//! Per-frame acquire, submit and present with `F` frames in flight.
//!
//! One frame runs these steps:
//!
//! 1. wait for the current slot's fence,
//! 2. acquire a swapchain image (an out-of-date swapchain ends the frame
//!    here, before anything is submitted),
//! 3. wait for the fence of the slot that last rendered into that image,
//! 4. update the image's uniforms,
//! 5. pin the image to the current slot's fence,
//! 6. reset the fence,
//! 7. submit the image's command buffer,
//! 8. present, noting whether the swapchain needs rebuilding,
//! 9. move to the next slot.
//!
//! The steps live in [`run_frame`], generic over [`FrameBackend`], so they
//! can be driven by a simulated GPU in tests.

use ash::vk;
use prism_gpu::command::submit_frame;
use prism_gpu::sync::{reset_fence, wait_for_fence, InFlightTracker};
use prism_gpu::{FrameSyncManager, GpuContext, GpuError, Swapchain};

use crate::error::Result;

/// What the caller should do after [`FrameScheduler::draw`].
#[derive(Debug, Clone, Copy, PartialEq, Eq)]
pub enum FrameOutcome {
    /// The frame was submitted and presented. `needs_reset` is set when the
    /// swapchain reported itself stale or the window was resized.
    Presented { image: u32, needs_reset: bool },
    /// The swapchain was out of date at acquire; nothing was submitted.
    AcquireFailed,
}

/// Result of one call to the renderer's draw entry point.
#[derive(Debug, Clone, Copy, PartialEq, Eq)]
pub enum FrameStatus {
    /// A frame reached the presentation engine.
    Presented,
    /// The frame was dropped to rebuild the swapchain.
    Skipped,
    /// The window has no area; nothing was drawn.
    Minimized,
    /// The window asked to close; the device is idle.
    ShutdownRequested,
}

/// GPU operations one frame needs.
pub trait FrameBackend {
    type Fence: Copy + Eq;

    fn wait_fence(&mut self, fence: Self::Fence) -> prism_gpu::Result<()>;
    fn reset_fence(&mut self, fence: Self::Fence) -> prism_gpu::Result<()>;
    /// Image index and whether the swapchain is suboptimal.
    fn acquire(&mut self) -> prism_gpu::Result<(u32, bool)>;
    fn update_uniforms(&mut self, image: u32) -> Result<()>;
    fn submit(&mut self, image: u32, fence: Self::Fence) -> prism_gpu::Result<()>;
    /// Whether the swapchain is suboptimal.
    fn present(&mut self, image: u32) -> prism_gpu::Result<bool>;
}

/// Run steps 1 to 8 for the slot owning `fence`.
///
/// Surface invalidation at acquire returns [`FrameOutcome::AcquireFailed`]
/// with the fence still signalled; at present it sets `needs_reset`. Other
/// errors propagate.
pub fn run_frame<B: FrameBackend>(
    backend: &mut B,
    fence: B::Fence,
    images_in_flight: &mut InFlightTracker<B::Fence>,
    resize_requested: bool,
) -> Result<FrameOutcome> {
    backend.wait_fence(fence)?;

    let (image, acquire_suboptimal) = match backend.acquire() {
        Ok(acquired) => acquired,
        Err(e) if e.is_surface_invalidation() => return Ok(FrameOutcome::AcquireFailed),
        Err(e) => return Err(e.into()),
    };

    if let Some(previous) = images_in_flight.get(image as usize) {
        if previous != fence {
            backend.wait_fence(previous)?;
        }
    }

    backend.update_uniforms(image)?;

    images_in_flight.claim(image as usize, fence);
    backend.reset_fence(fence)?;
    backend.submit(image, fence)?;

    let present_stale = match backend.present(image) {
        Ok(suboptimal) => suboptimal,
        Err(e) if e.is_surface_invalidation() => true,
        Err(e) => return Err(e.into()),
    };

    Ok(FrameOutcome::Presented {
        image,
        needs_reset: acquire_suboptimal || present_stale || resize_requested,
    })
}

struct VulkanFrame<'a, U> {
    ctx: &'a GpuContext,
    swapchain: &'a Swapchain,
    command_buffers: &'a [vk::CommandBuffer],
    image_available: vk::Semaphore,
    render_finished: vk::Semaphore,
    update: U,
}

impl<U> FrameBackend for VulkanFrame<'_, U>
where
    U: FnMut(u32) -> Result<()>,
{
    type Fence = vk::Fence;

    fn wait_fence(&mut self, fence: vk::Fence) -> prism_gpu::Result<()> {
        unsafe { wait_for_fence(self.ctx.device(), fence) }
    }

    fn reset_fence(&mut self, fence: vk::Fence) -> prism_gpu::Result<()> {
        unsafe { reset_fence(self.ctx.device(), fence) }
    }

    fn acquire(&mut self) -> prism_gpu::Result<(u32, bool)> {
        let loader = self.ctx.swapchain_loader()?;
        unsafe { self.swapchain.acquire_next_image(loader, self.image_available) }
    }

    fn update_uniforms(&mut self, image: u32) -> Result<()> {
        (self.update)(image)
    }

    fn submit(&mut self, image: u32, fence: vk::Fence) -> prism_gpu::Result<()> {
        let command_buffer = self
            .command_buffers
            .get(image as usize)
            .copied()
            .ok_or_else(|| GpuError::InvalidState(format!("no command buffer for image {image}")))?;
        unsafe {
            submit_frame(
                self.ctx.device(),
                self.ctx.graphics_queue(),
                command_buffer,
                self.image_available,
                vk::PipelineStageFlags::COLOR_ATTACHMENT_OUTPUT,
                self.render_finished,
                fence,
            )
        }
    }

    fn present(&mut self, image: u32) -> prism_gpu::Result<bool> {
        let loader = self.ctx.swapchain_loader()?;
        unsafe {
            self.swapchain
                .present(loader, self.ctx.present_queue(), image, self.render_finished)
        }
    }
}

/// Owns the fence and semaphore ring and runs frames against a swapchain.
pub struct FrameScheduler {
    sync: FrameSyncManager,
}

impl FrameScheduler {
    /// Create `frames_in_flight` slots for a swapchain of `image_count`
    /// images.
    pub fn new(ctx: &GpuContext, frames_in_flight: usize, image_count: usize) -> Result<Self> {
        let sync = unsafe { FrameSyncManager::new(ctx.device(), frames_in_flight, image_count)? };
        tracing::info!("Frames in flight: {}", sync.frames_in_flight());
        Ok(Self { sync })
    }

    pub fn frames_in_flight(&self) -> usize {
        self.sync.frames_in_flight()
    }

    pub fn current_frame(&self) -> usize {
        self.sync.current_frame()
    }

    /// Per-image fence slots.
    pub fn images_in_flight(&self) -> &InFlightTracker<vk::Fence> {
        self.sync.images_in_flight()
    }

    /// Forget every image pin after the swapchain was rebuilt with
    /// `image_count` images. The device must be idle.
    pub fn reset_images(&mut self, image_count: usize) {
        self.sync.images_in_flight_mut().reset(image_count);
    }

    /// Draw one frame. `update` writes the uniforms of the acquired image.
    pub fn draw(
        &mut self,
        ctx: &GpuContext,
        swapchain: &Swapchain,
        command_buffers: &[vk::CommandBuffer],
        resize_requested: bool,
        update: impl FnMut(u32) -> Result<()>,
    ) -> Result<FrameOutcome> {
        let current = self.sync.current();
        let fence = current.in_flight;
        let mut backend = VulkanFrame {
            ctx,
            swapchain,
            command_buffers,
            image_available: current.image_available,
            render_finished: current.render_finished,
            update,
        };

        let outcome = run_frame(
            &mut backend,
            fence,
            self.sync.images_in_flight_mut(),
            resize_requested,
        )?;
        if let FrameOutcome::Presented { .. } = outcome {
            self.sync.advance();
        }
        Ok(outcome)
    }

    /// Destroy the ring. The device must be idle.
    pub fn destroy(&mut self, ctx: &GpuContext) {
        unsafe { self.sync.destroy(ctx.device()) };
    }
}

#[cfg(test)]
mod tests {
    use super::*;
    use prism_gpu::sync::FrameCursor;

    /// A GPU where each submit completes when its fence is waited on.
    #[derive(Default)]
    struct SimulatedGpu {
        /// Fence index -> signalled.
        signalled: Vec<bool>,
        /// Images handed out by acquire, in order.
        acquire_script: Vec<prism_gpu::Result<(u32, bool)>>,
        present_script: Vec<prism_gpu::Result<bool>>,
        /// Fence index -> image whose frame is pending on it.
        pending_image: Vec<Option<u32>>,
        submits: Vec<(u32, usize)>,
        presents: Vec<u32>,
        uniform_updates: Vec<u32>,
        /// Images with a submitted frame that has not completed.
        busy_images: Vec<u32>,
    }

    impl SimulatedGpu {
        fn new(frames: usize) -> Self {
            Self {
                signalled: vec![true; frames],
                pending_image: vec![None; frames],
                ..Self::default()
            }
        }
    }

    impl FrameBackend for SimulatedGpu {
        type Fence = usize;

        fn wait_fence(&mut self, fence: usize) -> prism_gpu::Result<()> {
            if let Some(image) = self.pending_image[fence].take() {
                self.busy_images.retain(|&i| i != image);
            }
            self.signalled[fence] = true;
            Ok(())
        }

        fn reset_fence(&mut self, fence: usize) -> prism_gpu::Result<()> {
            assert!(self.signalled[fence], "reset of an unsignalled fence");
            self.signalled[fence] = false;
            Ok(())
        }

        fn acquire(&mut self) -> prism_gpu::Result<(u32, bool)> {
            self.acquire_script.remove(0)
        }

        fn update_uniforms(&mut self, image: u32) -> Result<()> {
            assert!(
                !self.busy_images.contains(&image),
                "uniforms of image {image} written while the GPU may read them"
            );
            self.uniform_updates.push(image);
            Ok(())
        }

        fn submit(&mut self, image: u32, fence: usize) -> prism_gpu::Result<()> {
            assert!(!self.signalled[fence], "submit with a signalled fence");
            assert!(
                !self.busy_images.contains(&image),
                "image {image} submitted while still in flight"
            );
            self.pending_image[fence] = Some(image);
            self.busy_images.push(image);
            self.submits.push((image, fence));
            Ok(())
        }

        fn present(&mut self, image: u32) -> prism_gpu::Result<bool> {
            self.presents.push(image);
            if self.present_script.is_empty() {
                Ok(false)
            } else {
                self.present_script.remove(0)
            }
        }
    }

    fn drive(
        gpu: &mut SimulatedGpu,
        cursor: &mut FrameCursor,
        tracker: &mut InFlightTracker<usize>,
        frames: usize,
    ) -> Vec<FrameOutcome> {
        (0..frames)
            .map(|_| {
                let outcome = run_frame(gpu, cursor.current(), tracker, false).unwrap();
                if matches!(outcome, FrameOutcome::Presented { .. }) {
                    cursor.advance();
                }
                outcome
            })
            .collect()
    }

    #[test]
    fn single_frame_presents_acquired_image() {
        let mut gpu = SimulatedGpu::new(2);
        gpu.acquire_script = vec![Ok((1, false))];
        let mut cursor = FrameCursor::new(2);
        let mut tracker = InFlightTracker::new(3);

        let outcomes = drive(&mut gpu, &mut cursor, &mut tracker, 1);

        assert_eq!(
            outcomes,
            vec![FrameOutcome::Presented {
                image: 1,
                needs_reset: false
            }]
        );
        assert_eq!(gpu.submits, vec![(1, 0)]);
        assert_eq!(gpu.presents, vec![1]);
        assert_eq!(tracker.get(1), Some(0));
        assert_eq!(cursor.current(), 1);
    }

    #[test]
    fn out_of_date_acquire_skips_submit_and_keeps_fence_signalled() {
        let mut gpu = SimulatedGpu::new(2);
        gpu.acquire_script = vec![Err(GpuError::OutOfDate)];
        let mut cursor = FrameCursor::new(2);
        let mut tracker = InFlightTracker::new(3);

        let outcomes = drive(&mut gpu, &mut cursor, &mut tracker, 1);

        assert_eq!(outcomes, vec![FrameOutcome::AcquireFailed]);
        assert!(gpu.submits.is_empty());
        assert!(gpu.presents.is_empty());
        assert!(gpu.signalled.iter().all(|&s| s));
        assert_eq!(cursor.current(), 0);
    }

    #[test]
    fn suboptimal_or_out_of_date_present_requests_reset() {
        let mut gpu = SimulatedGpu::new(2);
        gpu.acquire_script = vec![Ok((0, false)), Ok((1, false)), Ok((2, true))];
        gpu.present_script = vec![Ok(true), Err(GpuError::OutOfDate), Ok(false)];
        let mut cursor = FrameCursor::new(2);
        let mut tracker = InFlightTracker::new(3);

        let outcomes = drive(&mut gpu, &mut cursor, &mut tracker, 3);

        let resets: Vec<bool> = outcomes
            .iter()
            .map(|o| matches!(o, FrameOutcome::Presented { needs_reset: true, .. }))
            .collect();
        assert_eq!(resets, vec![true, true, true]);
        assert_eq!(gpu.submits.len(), 3);
    }

    #[test]
    fn resize_flag_requests_reset() {
        let mut gpu = SimulatedGpu::new(2);
        gpu.acquire_script = vec![Ok((0, false))];
        let mut tracker = InFlightTracker::new(2);

        let outcome = run_frame(&mut gpu, 0, &mut tracker, true).unwrap();
        assert_eq!(
            outcome,
            FrameOutcome::Presented {
                image: 0,
                needs_reset: true
            }
        );
    }

    #[test]
    fn other_errors_propagate() {
        let mut gpu = SimulatedGpu::new(1);
        gpu.acquire_script = vec![Err(GpuError::Vulkan(vk::Result::ERROR_DEVICE_LOST))];
        let mut tracker = InFlightTracker::new(2);

        assert!(run_frame(&mut gpu, 0, &mut tracker, false).is_err());
    }

    #[test]
    fn fewer_images_than_frames_never_overlap() {
        // Three slots over two images: image reuse must wait on the other
        // slot's fence.
        let mut gpu = SimulatedGpu::new(3);
        gpu.acquire_script = (0..12).map(|i| Ok((i % 2, false))).collect();
        let mut cursor = FrameCursor::new(3);
        let mut tracker = InFlightTracker::new(2);

        let outcomes = drive(&mut gpu, &mut cursor, &mut tracker, 12);

        assert_eq!(outcomes.len(), 12);
        assert_eq!(gpu.submits.len(), 12);
        assert_eq!(gpu.uniform_updates.len(), 12);
    }

    #[test]
    fn more_images_than_frames_cycle_slots() {
        let mut gpu = SimulatedGpu::new(2);
        gpu.acquire_script = (0..9).map(|i| Ok(((i * 2) % 3, false))).collect();
        let mut cursor = FrameCursor::new(2);
        let mut tracker = InFlightTracker::new(3);

        drive(&mut gpu, &mut cursor, &mut tracker, 9);

        let fences: Vec<usize> = gpu.submits.iter().map(|&(_, fence)| fence).collect();
        assert_eq!(fences, vec![0, 1, 0, 1, 0, 1, 0, 1, 0]);
    }
}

### INSTRUCTIONS FOR THE TASK:
Would you please copy exactly the part of the entries above that begins at the line containing "let outcomes = drive(&mut gpu, &mut cursor, &mut tracker, 12);" and ends at the line containing "let fences: Vec<usize>", both lines included?

### PROBLEM SOLUTION:
        let outcomes = drive(&mut gpu, &mut cursor, &mut tracker, 12);

        assert_eq!(outcomes.len(), 12);
        assert_eq!(gpu.submits.len(), 12);
        assert_eq!(gpu.uniform_updates.len(), 12);
    }

    #[test]
    fn more_images_than_frames_cycle_slots() {
        let mut gpu = SimulatedGpu::new(2);
        gpu.acquire_script = (0..9).map(|i| Ok(((i * 2) % 3, false))).collect();
        let mut cursor = FrameCursor::new(2);
        let mut tracker = InFlightTracker::new(3);

        drive(&mut gpu, &mut cursor, &mut tracker, 9);

        let fences: Vec<usize> = gpu.submits.iter().map(|&(_, fence)| fence).collect();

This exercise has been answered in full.